Puts the verbatim quotation in the left column and the plain-English gloss in the right, with the citation spanning the top. Use when quote and interpretation deserve equal weight.

<!-- _class: citation-card split -->

## CCPA defines "sale" broadly.

`Cal. Civ. Code §1798.140(ad) · CCPA/CPRA`

> "Sale" means selling, renting, releasing, disclosing, disseminating, making available, transferring, or otherwise communicating a consumer's personal information to a third party for monetary or other valuable consideration.

- The catch is "other valuable consideration."
  - Data-for-service swaps and ad-tech cookie syncs can qualify as sales even when no money changes hands.

margin — Margin — annotated quotation

Sets the quotation as the body with the gloss running as margin notes alongside. Use for close reading where each clause earns its own annotation.

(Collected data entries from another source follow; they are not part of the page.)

//! The pull-based statement decoder.

use std::collections::{HashMap, HashSet, VecDeque};
use std::io::BufRead;

use tracing::{debug, trace};

use crate::error::{DecodeError, Result};
use crate::intern::StringTable;
use crate::mapping::Mapper;
use crate::namespace::NamespaceTable;
use crate::term::{Statement, Term, TermValue};
use crate::xml::{Token, Tokenizer};

/// Streaming decoder from OBO-in-OWL RDF/XML to RDF statements.
///
/// Statements come out one at a time with identifiers populated. Equal term
/// content always maps to the same identifier and no identifier triple is
/// produced twice, for the whole life of the decoder including across
/// [`reset`](Decoder::reset).
///
/// # Examples
///
/// ```
/// use gogo_owl::Decoder;
///
/// let doc = r#"<rdf:RDF xmlns:rdf="http://www.w3.org/1999/02/22-rdf-syntax-ns#"
///                       xmlns:owl="http://www.w3.org/2002/07/owl#">
///   <owl:Class rdf:about="http://purl.obolibrary.org/obo/GO_0008150"/>
/// </rdf:RDF>"#;
///
/// let mut decoder = Decoder::new(doc.as_bytes())?;
/// let statement = decoder.next_statement()?.expect("one statement");
/// assert_eq!(statement.ids(), [1, 3, 2]);
/// assert!(decoder.next_statement()?.is_none());
/// # Ok::<(), gogo_owl::DecodeError>(())
/// ```
pub struct Decoder<R> {
    tokens: Option<Tokenizer<R>>,
    mapper: Mapper,
    namespaces: NamespaceTable,
    strings: StringTable,
    ids: HashMap<TermValue, u64>,
    seen: HashSet<[u64; 3]>,
    pending: VecDeque<Statement>,
    yielded: u64,
    duplicates: u64,
}

/// What one pull from the tokenizer produced.
enum Pulled {
    Root,
    Batch,
    Nothing,
    End,
}

impl<R: BufRead> Decoder<R> {
    /// Creates a decoder and reads up to the root element, collecting its
    /// namespace bindings.
    ///
    /// # Errors
    ///
    /// Returns [`DecodeError::MissingRoot`] when the input ends before the
    /// root element, or any error raised while reading up to it.
    pub fn new(reader: R) -> Result<Self> {
        let mut decoder = Self {
            tokens: None,
            mapper: Mapper::new()?,
            namespaces: NamespaceTable::default(),
            strings: StringTable::new(),
            ids: HashMap::new(),
            seen: HashSet::new(),
            pending: VecDeque::new(),
            yielded: 0,
            duplicates: 0,
        };
        decoder.start(reader)?;
        Ok(decoder)
    }

    /// Switches to a new input stream.
    ///
    /// The previous stream, its pending statements, interned strings and
    /// namespace table are dropped. Identifiers and the set of already
    /// produced triples are kept, so a statement seen in an earlier stream is
    /// not produced again.
    ///
    /// # Errors
    ///
    /// Same as [`Decoder::new`].
    pub fn reset(&mut self, reader: R) -> Result<()> {
        debug!(
            identifiers = self.ids.len(),
            statements = self.yielded,
            "resetting decoder to a new input"
        );
        self.pending.clear();
        self.strings.clear();
        self.start(reader)
    }

    fn start(&mut self, reader: R) -> Result<()> {
        self.tokens = Some(Tokenizer::new(reader));
        self.namespaces = NamespaceTable::default();
        loop {
            match self.pull()? {
                Pulled::Root => return Ok(()),
                Pulled::End => return Err(DecodeError::MissingRoot),
                Pulled::Batch | Pulled::Nothing => {}
            }
        }
    }

    /// Returns the root namespace bindings of the current input, longest
    /// value first.
    #[must_use]
    pub fn namespaces(&self) -> &NamespaceTable {
        &self.namespaces
    }

    /// Returns the identifier assigned to `value`, if it has been seen.
    #[must_use]
    pub fn id_of(&self, value: &TermValue) -> Option<u64> {
        self.ids.get(value).copied()
    }

    /// Returns the number of distinct terms seen so far.
    #[must_use]
    pub fn term_count(&self) -> usize {
        self.ids.len()
    }

    /// Returns the number of statements produced so far.
    #[must_use]
    pub fn statement_count(&self) -> u64 {
        self.yielded
    }

    /// Returns the next statement not produced before, or `None` at end of
    /// input.
    ///
    /// After an error, and after end of input, every call returns `Ok(None)`
    /// until [`reset`](Decoder::reset).
    ///
    /// # Errors
    ///
    /// Returns I/O, XML syntax, unsupported-element, malformed-term and
    /// missing-claim errors.
    pub fn next_statement(&mut self) -> Result<Option<Statement>> {
        loop {
            let Some(statement) = self.pending.pop_front() else {
                if let Pulled::End = self.pull()? {
                    return Ok(None);
                }
                continue;
            };
            let statement = self.identify(statement);
            if self.seen.insert(statement.ids()) {
                self.yielded += 1;
                return Ok(Some(statement));
            }
            self.duplicates += 1;
        }
    }

    /// Like [`next_statement`](Decoder::next_statement), with every term
    /// compacted through the current namespace table.
    ///
    /// # Errors
    ///
    /// Same as [`Decoder::next_statement`].
    pub fn next_compact(&mut self) -> Result<Option<Statement>> {
        Ok(self
            .next_statement()?
            .map(|s| compact_statement(&self.namespaces, &s)))
    }

    /// Returns an iterator over compacted statements.
    pub fn compacted(&mut self) -> Compacted<'_, R> {
        Compacted { decoder: self }
    }

    /// Reads one token, buffering the statements of a recognized element.
    /// Any failure ends the session.
    fn pull(&mut self) -> Result<Pulled> {
        let pulled = self.pull_token();
        if pulled.is_err() {
            self.tokens = None;
            self.pending.clear();
        }
        pulled
    }

    fn pull_token(&mut self) -> Result<Pulled> {
        let Some(tokens) = self.tokens.as_mut() else {
            return Ok(Pulled::End);
        };
        match tokens.next_token()? {
            Token::Root(bindings) => {
                self.namespaces = NamespaceTable::new(bindings);
                debug!(namespaces = self.namespaces.len(), "collected root namespaces");
                Ok(Pulled::Root)
            }
            Token::Element(kind, element) => {
                let batch = self.mapper.map(kind, &element)?;
                trace!(
                    kind = kind.as_str(),
                    about = element.attr_or_empty("about"),
                    statements = batch.len(),
                    "mapped element"
                );
                self.pending.extend(batch);
                Ok(Pulled::Batch)
            }
            Token::Skip => Ok(Pulled::Nothing),
            Token::Eof => {
                debug!(
                    statements = self.yielded,
                    duplicates = self.duplicates,
                    identifiers = self.ids.len(),
                    strings = self.strings.len(),
                    "reached end of input"
                );
                self.tokens = None;
                self.strings.clear();
                Ok(Pulled::End)
            }
        }
    }

    /// Interns term text and assigns identifiers in subject, object,
    /// predicate order.
    fn identify(&mut self, statement: Statement) -> Statement {
        let Statement {
            subject,
            predicate,
            object,
        } = statement;
        let subject = self.assign(subject);
        let object = self.assign(object);
        let predicate = self.assign(predicate);
        Statement::new(subject, predicate, object)
    }

    fn assign(&mut self, term: Term) -> Term {
        let mut term = self.strings.intern_term(term);
        let next = self.ids.len() as u64 + 1;
        let id = *self.ids.entry(term.value().clone()).or_insert(next);
        term.set_id(id);
        term
    }
}

fn compact_statement(namespaces: &NamespaceTable, statement: &Statement) -> Statement {
    Statement::new(
        namespaces.compact(&statement.subject),
        namespaces.compact(&statement.predicate),
        namespaces.compact(&statement.object),
    )
}

impl<R: BufRead> Iterator for Decoder<R> {
    type Item = Result<Statement>;

    fn next(&mut self) -> Option<Self::Item> {
        self.next_statement().transpose()
    }
}

/// Iterator over compacted statements, created by [`Decoder::compacted`].
pub struct Compacted<'a, R> {
    decoder: &'a mut Decoder<R>,
}

impl<R: BufRead> Iterator for Compacted<'_, R> {
    type Item = Result<Statement>;

    fn next(&mut self) -> Option<Self::Item> {
        self.decoder.next_compact().transpose()
    }
}

impl<R> std::fmt::Debug for Decoder<R> {
    fn fmt(&self, f: &mut std::fmt::Formatter<'_>) -> std::fmt::Result {
        f.debug_struct("Decoder")
            .field("open", &self.tokens.is_some())
            .field("namespaces", &self.namespaces.len())
            .field("identifiers", &self.ids.len())
            .field("pending", &self.pending.len())
            .field("statements", &self.yielded)
            .finish()
    }
}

<!-- _class: citation-card margin -->

## The GDPR lawful-basis test.

`GDPR Art. 6(1)(f) · legitimate interests`

> Processing is lawful only if and to the extent that processing is necessary for the purposes of the legitimate interests pursued by the controller, except where such interests are overridden by the interests or fundamental rights of the data subject.

- Two-part test.
  - Necessity first, then a balancing exercise against the data subject's rights. Document both halves or the basis fails on audit.

triptych — Triptych — three panels

Frames the citation, the verbatim text, and the gloss as three panels for a formal presentation of a single authority. Keep the quotation short so it sits comfortably in its panel.

<!-- _class: citation-card triptych -->

## What "personal data" covers under GDPR.

`GDPR Art. 4(1) · definitions`

> 'Personal data' means any information relating to an identified or identifiable natural person.

- In plain English.
  - Any online identifier that can single out a person — IP address, cookie ID, device fingerprint.
- What we must do.
  - Scope notice and retention to cover online identifiers, not just named-person records.